- **Material shown**:
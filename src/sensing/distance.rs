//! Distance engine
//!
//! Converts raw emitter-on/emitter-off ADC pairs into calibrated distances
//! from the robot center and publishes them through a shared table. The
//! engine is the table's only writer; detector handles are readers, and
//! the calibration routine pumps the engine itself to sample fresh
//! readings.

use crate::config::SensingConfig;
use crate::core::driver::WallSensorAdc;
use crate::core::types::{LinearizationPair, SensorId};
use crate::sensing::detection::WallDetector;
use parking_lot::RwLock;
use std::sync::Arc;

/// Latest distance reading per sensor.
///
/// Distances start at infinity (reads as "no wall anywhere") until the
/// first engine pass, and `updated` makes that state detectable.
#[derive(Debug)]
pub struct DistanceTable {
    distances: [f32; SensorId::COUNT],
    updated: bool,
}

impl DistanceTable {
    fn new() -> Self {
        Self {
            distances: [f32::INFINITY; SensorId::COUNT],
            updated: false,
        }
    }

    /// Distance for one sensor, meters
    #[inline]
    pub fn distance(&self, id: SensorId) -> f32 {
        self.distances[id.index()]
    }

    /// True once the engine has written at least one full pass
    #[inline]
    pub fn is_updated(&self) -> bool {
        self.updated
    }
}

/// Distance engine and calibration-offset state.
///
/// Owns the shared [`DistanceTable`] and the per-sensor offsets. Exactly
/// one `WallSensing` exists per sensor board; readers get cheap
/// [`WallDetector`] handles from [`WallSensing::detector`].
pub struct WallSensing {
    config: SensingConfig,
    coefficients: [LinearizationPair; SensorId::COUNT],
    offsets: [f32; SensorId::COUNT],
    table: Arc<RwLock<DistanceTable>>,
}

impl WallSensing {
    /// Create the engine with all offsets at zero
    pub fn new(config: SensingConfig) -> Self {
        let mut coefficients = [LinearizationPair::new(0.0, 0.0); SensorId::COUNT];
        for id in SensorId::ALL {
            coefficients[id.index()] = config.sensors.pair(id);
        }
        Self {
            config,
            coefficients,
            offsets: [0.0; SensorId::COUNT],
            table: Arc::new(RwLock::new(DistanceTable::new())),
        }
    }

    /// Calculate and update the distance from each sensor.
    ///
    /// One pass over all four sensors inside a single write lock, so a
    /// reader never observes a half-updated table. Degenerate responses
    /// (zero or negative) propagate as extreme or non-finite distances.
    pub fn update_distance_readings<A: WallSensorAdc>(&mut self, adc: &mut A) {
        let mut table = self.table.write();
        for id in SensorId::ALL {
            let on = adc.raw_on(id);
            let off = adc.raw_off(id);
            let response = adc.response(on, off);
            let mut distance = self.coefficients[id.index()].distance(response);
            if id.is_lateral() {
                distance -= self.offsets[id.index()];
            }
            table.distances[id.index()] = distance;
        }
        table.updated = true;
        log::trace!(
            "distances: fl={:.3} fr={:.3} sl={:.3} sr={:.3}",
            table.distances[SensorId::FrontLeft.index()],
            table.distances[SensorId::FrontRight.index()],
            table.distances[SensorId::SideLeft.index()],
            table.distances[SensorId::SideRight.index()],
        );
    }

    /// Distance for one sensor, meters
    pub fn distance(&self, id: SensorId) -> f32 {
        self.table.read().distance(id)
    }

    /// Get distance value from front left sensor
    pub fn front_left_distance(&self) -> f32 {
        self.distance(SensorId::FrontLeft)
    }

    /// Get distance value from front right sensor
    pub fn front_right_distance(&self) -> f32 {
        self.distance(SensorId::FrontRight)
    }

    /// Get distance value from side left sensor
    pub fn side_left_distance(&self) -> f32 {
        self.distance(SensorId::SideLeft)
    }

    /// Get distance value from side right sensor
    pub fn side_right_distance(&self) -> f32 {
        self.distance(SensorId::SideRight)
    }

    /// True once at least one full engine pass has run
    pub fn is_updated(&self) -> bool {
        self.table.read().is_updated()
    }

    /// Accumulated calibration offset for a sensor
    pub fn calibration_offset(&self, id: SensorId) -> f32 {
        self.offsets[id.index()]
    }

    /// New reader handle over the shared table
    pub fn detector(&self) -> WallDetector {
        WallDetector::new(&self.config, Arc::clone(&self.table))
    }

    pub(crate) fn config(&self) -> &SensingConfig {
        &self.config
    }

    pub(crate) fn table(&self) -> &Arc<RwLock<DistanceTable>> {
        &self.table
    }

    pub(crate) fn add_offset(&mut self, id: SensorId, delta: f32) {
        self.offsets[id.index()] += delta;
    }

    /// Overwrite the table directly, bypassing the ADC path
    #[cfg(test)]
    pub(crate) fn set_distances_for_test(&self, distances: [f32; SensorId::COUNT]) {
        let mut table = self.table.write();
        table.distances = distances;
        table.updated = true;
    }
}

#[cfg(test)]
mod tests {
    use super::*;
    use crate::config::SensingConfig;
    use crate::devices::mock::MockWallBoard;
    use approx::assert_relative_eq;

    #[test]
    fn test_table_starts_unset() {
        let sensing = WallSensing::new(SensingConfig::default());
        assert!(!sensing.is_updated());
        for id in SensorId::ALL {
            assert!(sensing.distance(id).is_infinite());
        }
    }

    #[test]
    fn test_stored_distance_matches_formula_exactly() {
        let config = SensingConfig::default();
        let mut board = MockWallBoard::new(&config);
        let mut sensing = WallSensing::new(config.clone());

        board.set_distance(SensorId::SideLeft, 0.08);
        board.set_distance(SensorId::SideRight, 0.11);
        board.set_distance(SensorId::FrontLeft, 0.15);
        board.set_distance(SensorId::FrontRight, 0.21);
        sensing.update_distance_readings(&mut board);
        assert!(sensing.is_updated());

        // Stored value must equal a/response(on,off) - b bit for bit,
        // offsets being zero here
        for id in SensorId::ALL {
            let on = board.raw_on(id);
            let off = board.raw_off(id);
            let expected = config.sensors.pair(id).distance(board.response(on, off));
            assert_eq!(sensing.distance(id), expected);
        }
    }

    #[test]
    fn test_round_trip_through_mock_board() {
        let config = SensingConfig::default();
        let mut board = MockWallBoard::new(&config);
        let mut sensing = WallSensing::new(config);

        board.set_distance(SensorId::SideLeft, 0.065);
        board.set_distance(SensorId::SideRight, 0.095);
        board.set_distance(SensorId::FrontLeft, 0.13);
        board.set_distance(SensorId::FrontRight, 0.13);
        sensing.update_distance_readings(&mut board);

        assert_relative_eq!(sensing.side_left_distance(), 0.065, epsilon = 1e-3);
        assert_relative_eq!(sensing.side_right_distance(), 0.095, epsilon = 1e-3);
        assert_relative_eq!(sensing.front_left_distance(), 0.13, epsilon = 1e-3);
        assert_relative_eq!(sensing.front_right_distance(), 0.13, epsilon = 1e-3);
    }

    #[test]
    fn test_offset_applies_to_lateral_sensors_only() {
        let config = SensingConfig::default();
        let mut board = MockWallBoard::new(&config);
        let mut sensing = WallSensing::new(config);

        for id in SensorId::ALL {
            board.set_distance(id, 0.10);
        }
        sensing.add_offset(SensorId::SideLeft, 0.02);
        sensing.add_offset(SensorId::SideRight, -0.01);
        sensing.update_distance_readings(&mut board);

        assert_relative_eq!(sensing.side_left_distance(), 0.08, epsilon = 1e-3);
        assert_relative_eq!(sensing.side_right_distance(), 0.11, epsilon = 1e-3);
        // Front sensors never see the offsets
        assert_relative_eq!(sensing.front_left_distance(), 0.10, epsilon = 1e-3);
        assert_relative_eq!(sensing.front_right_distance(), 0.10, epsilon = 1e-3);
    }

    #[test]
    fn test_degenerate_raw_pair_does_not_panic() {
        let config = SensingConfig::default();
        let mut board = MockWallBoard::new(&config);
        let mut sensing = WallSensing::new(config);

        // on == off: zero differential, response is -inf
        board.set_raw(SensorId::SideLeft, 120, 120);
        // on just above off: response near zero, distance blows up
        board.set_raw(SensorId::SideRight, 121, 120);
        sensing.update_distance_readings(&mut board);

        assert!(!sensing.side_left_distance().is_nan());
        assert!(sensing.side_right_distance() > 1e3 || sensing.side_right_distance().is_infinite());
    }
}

- **How to complete this task**: What lines of the data include the word "core"? Copy each of them.

- **Written answer**:
use crate::core::driver::WallSensorAdc;
use crate::core::types::{LinearizationPair, SensorId};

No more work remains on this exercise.